Robinson dislikes that Darwin and Nietzsche and Freud, for instance, routinely get a great deal of respect and credit as founders of modern thought even though, if we take the trouble to read them, we find a lot of their ideas are definitely daft, and even though, when we trace out the effects of their historical influence, we come across much that is cruel, evil, unjust.

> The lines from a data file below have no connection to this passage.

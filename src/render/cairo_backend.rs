use std::f64::consts::{FRAC_PI_2, PI};
use std::fs::File;
use std::path::Path;

use cairo::{Context, Format, ImageSurface};
use pango::FontDescription;
use tracing::debug;

use crate::core::Canvas;
use crate::error::{JatosError, JatosResult};
use crate::render::{
    Color, LinePrimitive, RectPrimitive, RenderFrame, Renderer, TextHAlign, TextPrimitive,
    TextVAlign,
};

/// Primitive counts of the last completed draw pass.
#[derive(Debug, Clone, Copy, PartialEq, Eq, Default)]
pub struct CairoRenderStats {
    pub lines_drawn: usize,
    pub rects_drawn: usize,
    pub texts_drawn: usize,
}

/// Renderers that can also paint into a caller-owned Cairo context.
pub trait CairoContextRenderer {
    fn render_on_cairo_context(&mut self, context: &Context, frame: &RenderFrame)
    -> JatosResult<()>;
}

/// Offscreen Cairo/Pango renderer producing PNG heatmaps.
#[derive(Debug)]
pub struct CairoRenderer {
    surface: ImageSurface,
    canvas: Canvas,
    background: Color,
    font_family: String,
    last_stats: CairoRenderStats,
}

impl CairoRenderer {
    pub fn new(canvas: Canvas) -> JatosResult<Self> {
        if !canvas.is_valid() {
            return Err(JatosError::InvalidArgument(format!(
                "cairo surface needs a non-empty canvas, got {}x{}",
                canvas.width, canvas.height
            )));
        }
        let surface = ImageSurface::create(
            Format::ARgb32,
            surface_dimension(canvas.width)?,
            surface_dimension(canvas.height)?,
        )
        .map_err(|err| cairo_error("create surface", err))?;

        Ok(Self {
            surface,
            canvas,
            background: Color::WHITE,
            font_family: "Sans".to_owned(),
            last_stats: CairoRenderStats::default(),
        })
    }

    /// Pango family used for every label, e.g. `"DejaVu Sans"`.
    #[must_use]
    pub fn with_font_family(mut self, family: impl Into<String>) -> Self {
        self.font_family = family.into();
        self
    }

    #[must_use]
    pub fn canvas(&self) -> Canvas {
        self.canvas
    }

    #[must_use]
    pub fn last_stats(&self) -> CairoRenderStats {
        self.last_stats
    }

    /// Writes the surface as it stands after the last pass.
    pub fn write_png(&self, path: impl AsRef<Path>) -> JatosResult<()> {
        let path = path.as_ref();
        self.surface.flush();
        let mut file = File::create(path).map_err(|err| JatosError::io(path, err))?;
        self.surface.write_to_png(&mut file).map_err(|err| {
            JatosError::InvalidData(format!("failed to encode png `{}`: {err}", path.display()))
        })?;
        debug!(path = %path.display(), "wrote heatmap png");
        Ok(())
    }

    fn draw(&mut self, context: &Context, frame: &RenderFrame) -> JatosResult<()> {
        frame.validate()?;

        set_source(context, self.background);
        context
            .paint()
            .map_err(|err| cairo_error("paint background", err))?;

        // Boxes go under the colorbar outline and all labels.
        for rect in &frame.rects {
            fill_rect(context, rect)?;
        }
        for line in &frame.lines {
            stroke_line(context, line)?;
        }
        let mut font = FontDescription::from_string(&self.font_family);
        for text in &frame.texts {
            show_text(context, &mut font, text);
        }

        self.last_stats = CairoRenderStats {
            lines_drawn: frame.lines.len(),
            rects_drawn: frame.rects.len(),
            texts_drawn: frame.texts.len(),
        };
        Ok(())
    }
}

impl Renderer for CairoRenderer {
    fn render(&mut self, frame: &RenderFrame) -> JatosResult<()> {
        if frame.canvas != self.canvas {
            return Err(JatosError::InvalidArgument(format!(
                "frame canvas {}x{} does not match surface {}x{}",
                frame.canvas.width, frame.canvas.height, self.canvas.width, self.canvas.height
            )));
        }
        let context =
            Context::new(&self.surface).map_err(|err| cairo_error("create context", err))?;
        self.draw(&context, frame)
    }
}

impl CairoContextRenderer for CairoRenderer {
    fn render_on_cairo_context(
        &mut self,
        context: &Context,
        frame: &RenderFrame,
    ) -> JatosResult<()> {
        self.draw(context, frame)
    }
}

fn surface_dimension(px: u32) -> JatosResult<i32> {
    i32::try_from(px).map_err(|_| {
        JatosError::InvalidArgument(format!("cairo surface dimension {px} is too large"))
    })
}

fn set_source(context: &Context, color: Color) {
    context.set_source_rgba(color.red, color.green, color.blue, color.alpha);
}

fn fill_rect(context: &Context, rect: &RectPrimitive) -> JatosResult<()> {
    rect_path(context, rect);
    set_source(context, rect.fill_color);
    if rect.border_width <= 0.0 {
        return context.fill().map_err(|err| cairo_error("fill rect", err));
    }
    context
        .fill_preserve()
        .map_err(|err| cairo_error("fill rect", err))?;
    set_source(context, rect.border_color);
    context.set_line_width(rect.border_width);
    context
        .stroke()
        .map_err(|err| cairo_error("stroke rect border", err))
}

fn rect_path(context: &Context, rect: &RectPrimitive) {
    let radius = rect
        .corner_radius
        .min(rect.width / 2.0)
        .min(rect.height / 2.0);
    if radius <= 0.0 {
        context.rectangle(rect.x, rect.y, rect.width, rect.height);
        return;
    }

    let (left, top) = (rect.x + radius, rect.y + radius);
    let (right, bottom) = (rect.x + rect.width - radius, rect.y + rect.height - radius);
    context.new_sub_path();
    context.arc(right, top, radius, -FRAC_PI_2, 0.0);
    context.arc(right, bottom, radius, 0.0, FRAC_PI_2);
    context.arc(left, bottom, radius, FRAC_PI_2, PI);
    context.arc(left, top, radius, PI, PI + FRAC_PI_2);
    context.close_path();
}

fn stroke_line(context: &Context, line: &LinePrimitive) -> JatosResult<()> {
    set_source(context, line.color);
    context.set_line_width(line.stroke_width);
    context.move_to(line.x1, line.y1);
    context.line_to(line.x2, line.y2);
    context.stroke().map_err(|err| cairo_error("stroke line", err))
}

fn show_text(context: &Context, font: &mut FontDescription, text: &TextPrimitive) {
    font.set_absolute_size(text.font_size_px * f64::from(pango::SCALE));
    let layout = pangocairo::functions::create_layout(context);
    layout.set_font_description(Some(&*font));
    layout.set_text(&text.text);

    let (width, height) = layout.pixel_size();
    let x = match text.h_align {
        TextHAlign::Left => text.x,
        TextHAlign::Center => text.x - f64::from(width) / 2.0,
        TextHAlign::Right => text.x - f64::from(width),
    };
    let y = match text.v_align {
        TextVAlign::Top => text.y,
        TextVAlign::Middle => text.y - f64::from(height) / 2.0,
    };

    set_source(context, text.color);
    context.move_to(x, y);
    pangocairo::functions::show_layout(context, &layout);
}

fn cairo_error(action: &str, err: cairo::Error) -> JatosError {
    JatosError::InvalidData(format!("cairo failed to {action}: {err}"))
}
use indexmap::{IndexMap, IndexSet};
use serde_json::Value;

use crate::error::{JatosError, JatosResult};

/// One row of experiment output, keyed by column name in file order.
pub type Record = IndexMap<String, Value>;

/// Row-oriented table of experiment records.
///
/// Rows may carry different keys; the column list is the union of all keys in
/// first-seen order, and missing cells read as `null`.
#[derive(Debug, Clone, Default, PartialEq)]
pub struct DataTable {
    columns: IndexSet<String>,
    rows: Vec<Record>,
}

impl DataTable {
    #[must_use]
    pub fn new() -> Self {
        Self::default()
    }

    #[must_use]
    pub fn from_rows(rows: Vec<Record>) -> Self {
        let mut table = Self::new();
        for row in rows {
            table.push_row(row);
        }
        table
    }

    pub fn push_row(&mut self, row: Record) {
        for key in row.keys() {
            if !self.columns.contains(key) {
                self.columns.insert(key.clone());
            }
        }
        self.rows.push(row);
    }

    /// Removes and returns the first row. Columns are left untouched.
    pub fn remove_first_row(&mut self) -> Option<Record> {
        if self.rows.is_empty() {
            None
        } else {
            Some(self.rows.remove(0))
        }
    }

    #[must_use]
    pub fn len(&self) -> usize {
        self.rows.len()
    }

    #[must_use]
    pub fn is_empty(&self) -> bool {
        self.rows.is_empty()
    }

    pub fn columns(&self) -> impl Iterator<Item = &str> {
        self.columns.iter().map(String::as_str)
    }

    #[must_use]
    pub fn has_column(&self, name: &str) -> bool {
        self.columns.contains(name)
    }

    #[must_use]
    pub fn rows(&self) -> &[Record] {
        &self.rows
    }

    /// Cell at `row`/`column`; `None` when the row is out of range or lacks the key.
    #[must_use]
    pub fn cell(&self, row: usize, column: &str) -> Option<&Value> {
        self.rows.get(row).and_then(|record| record.get(column))
    }

    /// Rows whose `column` holds the string `value`.
    pub fn rows_where<'a>(
        &'a self,
        column: &'a str,
        value: &'a str,
    ) -> impl Iterator<Item = &'a Record> + 'a {
        self.rows
            .iter()
            .filter(move |record| record.get(column).and_then(Value::as_str) == Some(value))
    }

    /// Rows with every column present, missing cells filled with `null`.
    #[must_use]
    pub fn dense_records(&self) -> Vec<Record> {
        self.rows
            .iter()
            .map(|row| {
                self.columns
                    .iter()
                    .map(|column| {
                        let value = row.get(column).cloned().unwrap_or(Value::Null);
                        (column.clone(), value)
                    })
                    .collect()
            })
            .collect()
    }

    pub fn to_json_records_pretty(&self) -> JatosResult<String> {
        serde_json::to_string_pretty(&self.dense_records())
            .map_err(|e| JatosError::InvalidData(format!("failed to serialize table: {e}")))
    }
}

She also dislikes that older thought -- religion, for instance, more particularly Christianity, and especially particularly the theology of John Calvin -- routinely gets dismissed as unenlightened and neurotic and without intellectual interest by people who never bothered to try to understand it, or gets dismissed as cruel, benighted, and oppressive in its influence on events by people unaware of the roles religious people have taken in, say, the abolition of slavery or German resistance against the Nazis ("Dietrich Bonhoeffer," "McGuffey and the Abolitionists").
Well, more power to her. Her discussion of Calvin -- rather cleverly camouflaged in an essay titled "Marguerite de Navarre" -- is a dazzling revelation if all you know of Calvin is "TULIP" and Balzac's historical novels -- such was the state of my knowledge before reading her essay.
She seems awfully peeved for a lot of the book, though -- testy, impatient, even a bit defensive. I wonder if this an effect of being a believer who necessarily spends lots of time around extremely well-educated people, secular-progressive-academic-vegetarian-recycling sorts of people, who tend to be unbelievers. Most citizens of the US are believers and not at all embarrassed about it -- but in a college town like Iowa City, you would be encountering big clumps of the sort of people who read the neo-atheist apologias of Daniel Dennett, Christopher Hitchens, Richard Dawkins, and such, or at least read the reviews of these books and get reconfirmed in the idea that religion is bosh for bozos. Frequent encounters with such folks seem to lie behind such testy testimonials as "Puritans and Prigs" and "The Tyranny of Petty Coercion," where Robinson gives those who think believers are dim-witted a good poke in the eye. So to speak.
I wish she had given fewer pokes in the eye and more of the lyrical and moving, as in the beautiful, powerful essay"Psalm Eight," or even just more of the historical insight of "Marguerite de Navarre." Oh well.